Meme. Because I'm just that lazy, oh yes I am.
You’re feeling...shredded by the wood-chipper of life.
To your left:
~two metal hair clips (one pink, one black)
~address book
~phone
~pile of DVDs and CDs (specifically: Dark Angel, Season 2; Brokeback Mountain, collector's edition; KANE; and KANE: Acoustic Live in London)
~a sheet of scrap paper from my son's math homework upon which I attempted - and failed - to explain ratios and how they might be used in real life.
On your mind: The deadline I'm fucking up even further by blogging instead of writing.
Last meal included: Bagel, cream cheese, coffee.
You sometimes find it hard to...breathe.
The weather: Chilly and bright.
Something you have a collection of: Children.
A smell that cheers you up: Clean laundry.
A smell that can ruin your mood: Dog poop.
How long since you last shaved: Um.
The current state of your hair: Knotted on top of my head to keep it out of my face.
The largest item on your desk/workspace (not computer): Big-ass sculpture of three maidens dancing in a circle around a fire - the fire is actually a place to put a candle.
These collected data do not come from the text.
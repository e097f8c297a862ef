//! Minute-precision time of day within a broadcast day.
//!
//! Traffic systems accept air times between the start of the broadcast day
//! ([`TimeOfDay::FLOOR`], 06:00) and the last minute of the calendar day
//! ([`TimeOfDay::CEILING`], 23:59). A schedule entry never spans midnight.

use chrono::NaiveTime;
use std::fmt;
use std::str::FromStr;

use super::error::TimeError;

/// A time of day with minute precision.
///
/// Stored as minutes since midnight, ordered chronologically, and displayed
/// in 24-hour `HH:MM` form.
///
/// # Examples
///
/// ```
/// use flight_core::types::TimeOfDay;
///
/// let t = TimeOfDay::from_hm(13, 30).unwrap();
/// assert_eq!(t.to_string(), "13:30");
/// assert_eq!(t.to_meridiem_string(), "1:30p");
/// assert!(TimeOfDay::FLOOR < t && t < TimeOfDay::CEILING);
/// ```
#[derive(Copy, Clone, Debug, PartialEq, Eq, PartialOrd, Ord, Hash)]
pub struct TimeOfDay(u16);

impl TimeOfDay {
    /// Midnight (00:00).
    pub const MIDNIGHT: TimeOfDay = TimeOfDay(0);

    /// Earliest schedulable time (06:00).
    pub const FLOOR: TimeOfDay = TimeOfDay(6 * 60);

    /// Latest schedulable time (23:59).
    pub const CEILING: TimeOfDay = TimeOfDay(23 * 60 + 59);

    /// Creates a time from a 24-hour clock hour (0-23) and minute (0-59).
    ///
    /// # Examples
    ///
    /// ```
    /// use flight_core::types::TimeOfDay;
    ///
    /// assert!(TimeOfDay::from_hm(23, 59).is_ok());
    /// assert!(TimeOfDay::from_hm(24, 0).is_err());
    /// assert!(TimeOfDay::from_hm(7, 60).is_err());
    /// ```
    pub fn from_hm(hour: u32, minute: u32) -> Result<Self, TimeError> {
        if hour > 23 || minute > 59 {
            return Err(TimeError::InvalidTime { hour, minute });
        }
        // Bounded above by 23 * 60 + 59, fits in u16.
        Ok(TimeOfDay((hour * 60 + minute) as u16))
    }

    /// Creates a time from minutes since midnight, saturating at 23:59.
    ///
    /// # Examples
    ///
    /// ```
    /// use flight_core::types::TimeOfDay;
    ///
    /// assert_eq!(TimeOfDay::from_minutes_saturating(810).to_string(), "13:30");
    /// assert_eq!(TimeOfDay::from_minutes_saturating(24 * 60), TimeOfDay::CEILING);
    /// ```
    pub fn from_minutes_saturating(minutes: u32) -> Self {
        let capped = minutes.min(u32::from(Self::CEILING.0));
        TimeOfDay(capped as u16)
    }

    /// Returns the hour on the 24-hour clock.
    #[inline]
    pub fn hour(&self) -> u32 {
        u32::from(self.0) / 60
    }

    /// Returns the minute within the hour.
    #[inline]
    pub fn minute(&self) -> u32 {
        u32::from(self.0) % 60
    }

    /// Returns minutes elapsed since midnight.
    #[inline]
    pub fn minutes_since_midnight(&self) -> u32 {
        u32::from(self.0)
    }

    /// Raises the time to [`TimeOfDay::FLOOR`] if it is earlier.
    #[inline]
    pub fn at_least_floor(self) -> Self {
        self.max(Self::FLOOR)
    }

    /// Converts to a chrono `NaiveTime`.
    pub fn to_naive(self) -> NaiveTime {
        NaiveTime::from_hms_opt(self.hour(), self.minute(), 0).unwrap_or_default()
    }

    /// Formats the time in the compact 12-hour form used on order sheets.
    ///
    /// Whole hours keep their minutes (`6:00a`), noon is `12:00p`, and
    /// midnight is `12:00a`.
    ///
    /// # Examples
    ///
    /// ```
    /// use flight_core::types::TimeOfDay;
    ///
    /// assert_eq!(TimeOfDay::FLOOR.to_meridiem_string(), "6:00a");
    /// assert_eq!(TimeOfDay::from_hm(12, 0).unwrap().to_meridiem_string(), "12:00p");
    /// assert_eq!(TimeOfDay::CEILING.to_meridiem_string(), "11:59p");
    /// ```
    pub fn to_meridiem_string(&self) -> String {
        let hour = self.hour();
        let marker = if hour < 12 { 'a' } else { 'p' };
        let clock_hour = match hour % 12 {
            0 => 12,
            h => h,
        };
        format!("{}:{:02}{}", clock_hour, self.minute(), marker)
    }
}

impl From<NaiveTime> for TimeOfDay {
    fn from(time: NaiveTime) -> Self {
        use chrono::Timelike;
        TimeOfDay((time.hour() * 60 + time.minute()) as u16)
    }
}

impl FromStr for TimeOfDay {
    type Err = TimeError;

    /// Parses a 24-hour `HH:MM` string.
    fn from_str(s: &str) -> Result<Self, Self::Err> {
        let (hour, minute) = s
            .trim()
            .split_once(':')
            .ok_or_else(|| TimeError::ParseError(format!("expected HH:MM, got '{}'", s)))?;
        let hour: u32 = hour
            .parse()
            .map_err(|_| TimeError::ParseError(format!("invalid hour in '{}'", s)))?;
        let minute: u32 = minute
            .parse()
            .map_err(|_| TimeError::ParseError(format!("invalid minute in '{}'", s)))?;
        TimeOfDay::from_hm(hour, minute)
    }
}

impl fmt::Display for TimeOfDay {
    /// Formats the time as `HH:MM`.
    fn fmt(&self, f: &mut fmt::Formatter<'_>) -> fmt::Result {
        write!(f, "{:02}:{:02}", self.hour(), self.minute())
    }
}

#[cfg(feature = "serde")]
mod serde_impl {
    use super::TimeOfDay;
    use serde::{de, Deserialize, Deserializer, Serialize, Serializer};
    use std::str::FromStr;

    impl Serialize for TimeOfDay {
        fn serialize<S>(&self, serializer: S) -> Result<S::Ok, S::Error>
        where
            S: Serializer,
        {
            serializer.collect_str(self)
        }
    }

    impl<'de> Deserialize<'de> for TimeOfDay {
        fn deserialize<D>(deserializer: D) -> Result<Self, D::Error>
        where
            D: Deserializer<'de>,
        {
            let s = String::deserialize(deserializer)?;
            TimeOfDay::from_str(&s).map_err(de::Error::custom)
        }
    }
}

#[cfg(test)]
mod tests {
    use super::*;

    fn t(h: u32, m: u32) -> TimeOfDay {
        TimeOfDay::from_hm(h, m).unwrap()
    }

    #[test]
    fn test_constants() {
        assert_eq!(TimeOfDay::MIDNIGHT.to_string(), "00:00");
        assert_eq!(TimeOfDay::FLOOR, t(6, 0));
        assert_eq!(TimeOfDay::CEILING, t(23, 59));
    }

    #[test]
    fn test_from_hm_rejects_out_of_range() {
        assert_eq!(
            TimeOfDay::from_hm(24, 0),
            Err(TimeError::InvalidTime { hour: 24, minute: 0 })
        );
        assert!(TimeOfDay::from_hm(0, 60).is_err());
    }

    #[test]
    fn test_components() {
        let time = t(19, 30);
        assert_eq!(time.hour(), 19);
        assert_eq!(time.minute(), 30);
        assert_eq!(time.minutes_since_midnight(), 1170);
    }

    #[test]
    fn test_from_minutes_saturating() {
        assert_eq!(TimeOfDay::from_minutes_saturating(0), TimeOfDay::MIDNIGHT);
        assert_eq!(TimeOfDay::from_minutes_saturating(1439), TimeOfDay::CEILING);
        assert_eq!(TimeOfDay::from_minutes_saturating(5000), TimeOfDay::CEILING);
    }

    #[test]
    fn test_at_least_floor() {
        assert_eq!(t(5, 0).at_least_floor(), TimeOfDay::FLOOR);
        assert_eq!(t(7, 0).at_least_floor(), t(7, 0));
    }

    #[test]
    fn test_parse_and_display() {
        assert_eq!("06:00".parse::<TimeOfDay>().unwrap(), TimeOfDay::FLOOR);
        assert_eq!("7:05".parse::<TimeOfDay>().unwrap().to_string(), "07:05");
        assert!("0700".parse::<TimeOfDay>().is_err());
        assert!("ab:cd".parse::<TimeOfDay>().is_err());
    }

    #[test]
    fn test_meridiem_string() {
        assert_eq!(TimeOfDay::MIDNIGHT.to_meridiem_string(), "12:00a");
        assert_eq!(t(11, 30).to_meridiem_string(), "11:30a");
        assert_eq!(t(19, 0).to_meridiem_string(), "7:00p");
    }

    #[test]
    fn test_naive_conversion() {
        let time = t(13, 45);
        assert_eq!(TimeOfDay::from(time.to_naive()), time);
    }
}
At the moment, it's sandalwood. It was a Christmas gift from my mother. You wanna see pictures???
Your skill with chopsticks: Not bad.
Which section you head for first in a bookstore: New releases.
Something you’re craving: Peace of mind.
Your general thoughts on the presidential race: You know what? I've got enough people pissed off at me this week. Pass.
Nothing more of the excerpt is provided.